Une étude scientifique menée par le Dr Alexandre EUSEBIO (Pôle neurosciences cliniques AP-HM, Institut de neurosciences de la Timone, CNRS/AMU) sur les mécanismes neuronaux de la prise de décision, publiée dans la revue Brain ce 28 avril, pointe une avancée significative concernant la maladie de Parkinson.
Cette découverte permet notamment une meilleure compréhension des mécanismes à l’origine des symptômes moteurs et cognitifs de la maladie. Une piste est ainsi ouverte pour expliquer les troubles comportementaux(dont la prise de décision et les troubles du contrôle des impulsions) des patients souffrant de la maladie de Parkinson. Elle ouvre également le champ à de nouvelles perspectives thérapeutiques, notamment dans le domaine des troubles des comportements motivés.
Plusieurs experts en neurosciences de l’Assistance Publique – Hôpitaux de Marseille (AP-HM), du CNRS et de l’AMU ont participé à cette étude intitulée « Le noyau sous-thalamique (NST) humain code la valeur subjective de la récompense et du coût de l’effort lors de la prise de décision » :
Dr Alexandre EUSEBIO, Pr Jean-Philippe AZULAY, Dr Tatiana WITJAS (Pôle Neurosciences Cliniques, Service de Neurologie et Pathologie du Mouvement) http://fr.ap-hm.fr/service/neurologie-pathologie-du-mouvement-hopital-timone
Pr Jean REGIS, Dr Romain CARRON (Neurochirurgie fonctionnelle et stéréotaxie) http://fr.ap-hm.fr/service/neurochirurgie-fonctionnelle-et-stereotaxique-hopital-timone
Yann DUCLOS et Christelle BAUNEZ (Institut des neurosciences de La Timone CNRS/AMU).
Résumé de l’étude publiée dans Brain – Journal of Neurology
http://brain.oxfordjournals.org/
Chaque décision que nous prenons au quotidien est basée sur les bénéfices que nous en attendons et sur le coût qu’elle entraînera.
Il est donc nécessaire de faire la balance du coût et du bénéfice avant de prendre la décision d’agir. L’évaluation de la valeur du bénéfice d’une action (par exemple une récompense) et de son coût (par exemple un effort à fournir) repose sur plusieurs aires corticales notamment le cortex orbito-frontal et l’aire motrice supplémentaire.
Toutefois, les mécanismes qui aboutissent à la confrontation de ces valeurs et au calcul du rapport coût-bénéfice restent encore imparfaitement élucidés. Dans ce travail nous avons cherché à étudier le rôle du noyau sous-thalamique (NST) dans ce contexte. Le NST est une structure profonde du cerveau, faisant partie des ganglions de la base, recevant un grand nombre d’informations provenant du cortex qui sont ensuite renvoyées au cortex.
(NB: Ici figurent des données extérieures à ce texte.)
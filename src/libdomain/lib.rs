// Copyright 2015 Pierre Talbot (IRCAM)

// Licensed under the Apache License, Version 2.0 (the "License");
// you may not use this file except in compliance with the License.
// You may obtain a copy of the License at

//     http://www.apache.org/licenses/LICENSE-2.0

// Unless required by applicable law or agreed to in writing, software
// distributed under the License is distributed on an "AS IS" BASIS,
// WITHOUT WARRANTIES OR CONDITIONS OF ANY KIND, either express or implied.
// See the License for the specific language governing permissions and
// limitations under the License.

//! This library proposes an algebra of domains over any totally ordered type. A [range](range/index.html) is one contiguous interval whose bounds are included, excluded or infinite; an [interval set](interval_set/index.html) is an arbitrary subset of the order kept as a minimal sequence of disjoint ranges; an [equivalence set](equivalence_set/index.html) is a finite set of discrete values. The [domain module](domain/index.html) mixes the two set representations and the [tree module](tree/index.html) provides a stabbing index over data-carrying intervals.
//!
//! Set operations are exposed as inherent methods, as operators (`|`, `&`, `-`) and through the traits of `gcollections::ops`. Sets are compared by inclusion with `<=`, `<`, `>=` and `>`.
//!
//! # Examples
//!
//! ```rust
//! use domain::{IntervalSet, Range, Sample};
//!
//! let weekdays = IntervalSet::from(Range::closed(Some(1), Some(5)).unwrap());
//! let busy = IntervalSet::new(vec![
//!   Range::closed(Some(2), Some(3)).unwrap(),
//!   Range::open(Some(3), Some(4)).unwrap()]);
//! let free = &weekdays - &busy;
//! assert_eq!(free.to_string(), "{[1, 2), [4, 5]}");
//! assert_eq!(free.sample(), Some(&1));
//! ```
//!
//! # References
//! * [Boost Interval Container Library](http://www.boost.org/doc/libs/1_57_0/libs/icl/doc/html/index.html)
//! * [Centered interval tree](https://en.wikipedia.org/wiki/Interval_tree#Centered_interval_tree)

#![forbid(unsafe_code)]

mod macros;

pub mod bound;
pub mod error;
pub mod ops;
pub mod range;
pub mod interval_set;
pub mod equivalence_set;
pub mod domain;
pub mod tree;

pub use crate::bound::{Bound, BoundKind, Extended};
pub use crate::error::Error;
pub use crate::ops::{Hull, Sample, Whole};
pub use crate::range::{Kind, Range};
pub use crate::interval_set::IntervalSet;
pub use crate::equivalence_set::EquivalenceSet;
pub use crate::domain::{iter_domain_endpoints, Domain, Endpoints};
pub use crate::tree::{Cell, IntervalTree};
Le NST est très largement impliqué dans la motricité – il constitue la cible de choix pour la stimulation cérébrale profonde dans la maladie de Parkinson – mais également dans des processus non moteurs tels que l’attention, le contrôle de l’inhibition et la motivation. Des données expérimentales ont permis de montrer que les neurones du NST pouvaient coder la valeur d’une récompense chez l’animal mais à ce jour cela n’avait pas été montré chez l’homme.
Nous avons enregistré l’activité du NST chez 12 patients parkinsoniens, ayant reçu une implantation d’électrodes de stimulation cérébrale profonde à visée thérapeutique, lors d’une tâche de prise de décision basée sur la récompense et l’effort. Les résultats ont montré que des activités oscillatoires à basse fréquence dans le NST apparaissaient lorsque s’affichaient le niveau de récompense promise (en euros) et le niveau d’effort à produire. De plus l’intensité de ces activités était corrélée aux valeurs subjectives de récompense et d’effort. Enfin, nous avons pu montrer que ces activités étaient prédictives de la décision des sujets lorsque les niveaux de dopamine étaient normalisés (après la prise du traitement médicamenteux).
L’ensemble de ces résultats indiquent que le NST est impliqué dans les processus de prise de décision basée sur la récompense et l’effort. Ces résultats vont permettre de mieux comprendre le rôle du NST dans les processus motivationnels ainsi que les mécanismes à l’origine des symptômes de la maladie de Parkinson. Ceci devrait aussi permettre d’ouvrir le champ à de nouvelles perspectives thérapeutiques, notamment dans le domaine des troubles des comportements motivés dans la maladie de Parkinson.